(604d) Silk-Gold Nanorod Nanocomposite Films for Rapid Tissue Repair

Authors: 
Urie, R., Arizona State University
Rege, K., Arizona State University
Jaffe, M., Midwestern University
Guo, C., Arizona State University
Thelakkaden, M., Arizona State University
Yarger, J., Arizona State University
Laser tissue welding is a tissue repair technique that utilizes a chromophore to convert photons into heat in order to seal apposed tissue edges by localized protein denaturation and interdigitation. Laser tissue welding has emerged as a promising alternative to sutures or staples conventionally used for sealing soft tissues, with the potential to limit surgical complications such as anastomotic leakage and wound dehiscence while also reducing healing times and scarring.
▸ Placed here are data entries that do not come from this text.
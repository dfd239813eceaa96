use prometheus_client::{
    encoding::EncodeLabelSet,
    metrics::{counter::Counter, family::Family},
    registry::Registry,
};

/// Counts admission reviews by outcome.
#[derive(Clone, Debug, Default)]
pub struct AdmissionMetrics {
    reviews: Family<ResultLabels, Counter>,
}

#[derive(Copy, Clone, Debug, PartialEq, Eq)]
pub(crate) enum Outcome {
    /// The proxy was admitted.
    Allowed,
    /// The proxy was rejected by policy.
    Denied,
    /// The proxy could not be checked.
    Error,
    /// The request could not be read as an admission review.
    Invalid,
}

#[derive(Clone, Hash, PartialEq, Eq, EncodeLabelSet, Debug)]
struct ResultLabels {
    result: &'static str,
}

// === impl AdmissionMetrics ===

impl AdmissionMetrics {
    pub fn register(reg: &mut Registry) -> Self {
        let reviews = Family::<ResultLabels, Counter>::default();
        reg.register(
            "reviews",
            "Total number of admission reviews handled",
            reviews.clone(),
        );
        Self { reviews }
    }

    pub(crate) fn observe(&self, outcome: Outcome) {
        self.reviews
            .get_or_create(&ResultLabels {
                result: outcome.as_str(),
            })
            .inc();
    }

    #[cfg(test)]
    pub(crate) fn count(&self, outcome: Outcome) -> u64 {
        self.reviews
            .get_or_create(&ResultLabels {
                result: outcome.as_str(),
            })
            .get()
    }
}

// === impl Outcome ===

impl Outcome {
    fn as_str(self) -> &'static str {
        match self {
            Self::Allowed => "allowed",
            Self::Denied => "denied",
            Self::Error => "error",
            Self::Invalid => "invalid",
        }
    }
}
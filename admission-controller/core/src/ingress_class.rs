//! Resolves which ingress class an `HTTPProxy` belongs to and whether that
//! class is served by this admission controller.

use crate::k8s::{HttpProxy, ResourceExt};
use std::{collections::BTreeSet, convert::Infallible, fmt, str::FromStr};

/// The class Contour serves when it is not configured with explicit classes.
pub const DEFAULT_INGRESS_CLASS: &str = "contour";

/// Legacy annotation that overrides `spec.ingressClassName` when set.
pub const INGRESS_CLASS_ANNOTATION: &str = "kubernetes.io/ingress.class";

/// The set of ingress classes targeted by this controller.
///
/// An empty set targets proxies without a class and proxies in the
/// [`DEFAULT_INGRESS_CLASS`], mirroring Contour's own behavior.
#[derive(Clone, Debug, Default, PartialEq, Eq)]
pub struct IngressClasses(BTreeSet<String>);

/// Returns the effective ingress class of `proxy`.
///
/// A non-empty `kubernetes.io/ingress.class` annotation takes precedence over
/// `spec.ingressClassName`, which may be empty.
pub fn effective_class(proxy: &HttpProxy) -> &str {
    match proxy.annotations().get(INGRESS_CLASS_ANNOTATION) {
        Some(class) if !class.is_empty() => class.as_str(),
        _ => proxy.ingress_class_name(),
    }
}

// === impl IngressClasses ===

impl IngressClasses {
    pub fn is_empty(&self) -> bool {
        self.0.is_empty()
    }

    /// Returns true if a proxy of the given class is subject to validation.
    pub fn targets(&self, class: &str) -> bool {
        if self.0.is_empty() {
            return class.is_empty() || class == DEFAULT_INGRESS_CLASS;
        }

        self.0.contains(class)
    }

    /// Returns true if `proxy`'s effective class is targeted.
    pub fn matches(&self, proxy: &HttpProxy) -> bool {
        self.targets(effective_class(proxy))
    }
}

impl<S: Into<String>> FromIterator<S> for IngressClasses {
    fn from_iter<T: IntoIterator<Item = S>>(iter: T) -> Self {
        Self(iter.into_iter().map(Into::into).collect())
    }
}

/// Parses a comma-separated list of class names. Blank entries are dropped so
/// that an empty list selects the default classes.
impl FromStr for IngressClasses {
    type Err = Infallible;

    fn from_str(s: &str) -> Result<Self, Self::Err> {
        Ok(s.split(',')
            .map(str::trim)
            .filter(|class| !class.is_empty())
            .collect())
    }
}

impl fmt::Display for IngressClasses {
    fn fmt(&self, f: &mut fmt::Formatter<'_>) -> fmt::Result {
        let mut classes = self.0.iter();
        if let Some(first) = classes.next() {
            f.write_str(first)?;
        }
        for class in classes {
            write!(f, ",{class}")?;
        }
        Ok(())
    }
}
use crate::k8s::HttpProxy;

/// Lists the `HTTPProxy` resources currently admitted to the cluster.
///
/// Implementations are responsible for their own consistency; the validator
/// calls `list_http_proxies` exactly once per validation and never retries.
#[async_trait::async_trait]
pub trait Store: Send + Sync {
    async fn list_http_proxies(&self) -> anyhow::Result<Vec<HttpProxy>>;
}
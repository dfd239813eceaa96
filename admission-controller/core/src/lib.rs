#![deny(warnings, rust_2018_idioms)]
#![forbid(unsafe_code)]

pub mod ingress_class;
mod store;
pub mod validator;


pub use self::{
    ingress_class::{effective_class, IngressClasses},
    store::Store,
    validator::{Validator, Verdict},
};
pub use httpproxy_admission_k8s_api as k8s;
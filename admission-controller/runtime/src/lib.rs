#![deny(warnings, rust_2018_idioms)]
#![forbid(unsafe_code)]

pub use httpproxy_admission_core as core;
pub use httpproxy_admission_k8s_api as k8s;

mod admission;
mod args;
mod codec;
mod metrics;
mod store;

pub use self::{
    admission::Admission, args::Args, codec::Codec, metrics::AdmissionMetrics, store::ClusterStore,
};
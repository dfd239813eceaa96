use kube::CustomResource;
use schemars::JsonSchema;
use serde::{Deserialize, Serialize};

/// Describes a root or delegated routing configuration served by Contour.
///
/// Only the fields that determine which virtual host a proxy claims, and
/// under which ingress class, are modeled. Routes, includes and the TCP proxy
/// are ignored when decoding.
#[derive(Clone, Debug, Default, PartialEq, Eq, CustomResource, Deserialize, Serialize, JsonSchema)]
#[kube(
    group = "projectcontour.io",
    version = "v1",
    kind = "HTTPProxy",
    root = "HttpProxy",
    plural = "httpproxies",
    derive = "PartialEq",
    namespaced
)]
#[serde(rename_all = "camelCase")]
pub struct HttpProxySpec {
    /// Only set on root proxies.
    #[serde(rename = "virtualhost", default, skip_serializing_if = "Option::is_none")]
    pub virtual_host: Option<VirtualHost>,

    #[serde(default, skip_serializing_if = "Option::is_none")]
    pub ingress_class_name: Option<String>,
}

#[derive(Clone, Debug, Default, PartialEq, Eq, Deserialize, Serialize, JsonSchema)]
pub struct VirtualHost {
    pub fqdn: String,
}

// === impl HttpProxy ===

impl HttpProxy {
    /// The fully-qualified hostname claimed by this proxy, if it is a root
    /// proxy.
    pub fn fqdn(&self) -> Option<&str> {
        self.spec.virtual_host.as_ref().map(|vh| vh.fqdn.as_str())
    }

    pub fn ingress_class_name(&self) -> &str {
        self.spec.ingress_class_name.as_deref().unwrap_or_default()
    }
}

// === impl HttpProxySpec ===

impl HttpProxySpec {
    pub fn root(fqdn: impl Into<String>) -> Self {
        Self {
            virtual_host: Some(VirtualHost { fqdn: fqdn.into() }),
            ingress_class_name: None,
        }
    }

    pub fn with_ingress_class_name(mut self, class: impl Into<String>) -> Self {
        self.ingress_class_name = Some(class.into());
        self
    }
}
However, insufficient closure strength, surgical inconvenience, and extensive thermal damage have hindered the clinical application of this technique, largely due to the unavailability of effective solders (surgical sealants). In this work, we describe the development of novel plasmonic silk nanocomposites for laser tissue welding that overcome these barriers in tissue welding. Leak pressure, burst pressure, and tensile strength measurements indicated that laser welding using plasmonic nanocomposites was able to restore significant mechanical integrity to the welded tissue.